▸ Required action
Please count the lines of the data that contain "CoreSnapshot" and state only the total.

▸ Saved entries
+ + + +

// MemSim - ARMv4 Instruction Set Simulator
// Copyright (C) 2026 Andrii Shylenko
//
// This software is released under the MIT License.
// See the LICENSE file in the project root for full license information.

use crate::Topology;
use serde::{Deserialize, Serialize};

#[derive(Serialize, Deserialize, Debug, Clone, PartialEq, Eq)]
pub struct MachineSnapshot {
    pub topology: Topology,
    pub memory_size: usize,
    pub cores: Vec<CoreSnapshot>,
}

#[derive(Serialize, Deserialize, Debug, Clone, PartialEq, Eq)]
pub struct CoreSnapshot {
    pub index: usize,
    pub registers: Vec<u32>,
    pub pc: u32,
    /// N/Z/C/V at their CPSR bit positions.
    pub flags: u32,
    pub retired: u64,
    /// Halt reason, or `None` while the core can still run.
    pub halt: Option<String>,
}

impl MachineSnapshot {
    pub fn to_json(&self) -> serde_json::Result<String> {
        serde_json::to_string_pretty(self)
    }

    pub fn from_json(json: &str) -> serde_json::Result<Self> {
        serde_json::from_str(json)
    }
}
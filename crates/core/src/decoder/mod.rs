// MemSim - ARMv4 Instruction Set Simulator
// Copyright (C) 2026 Andrii Shylenko
//
// This software is released under the MIT License.
// See the LICENSE file in the project root for full license information.

pub mod arm;

pub use arm::{decode, Condition, Decoded, Instruction};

+ + + +

▸ Written solution
2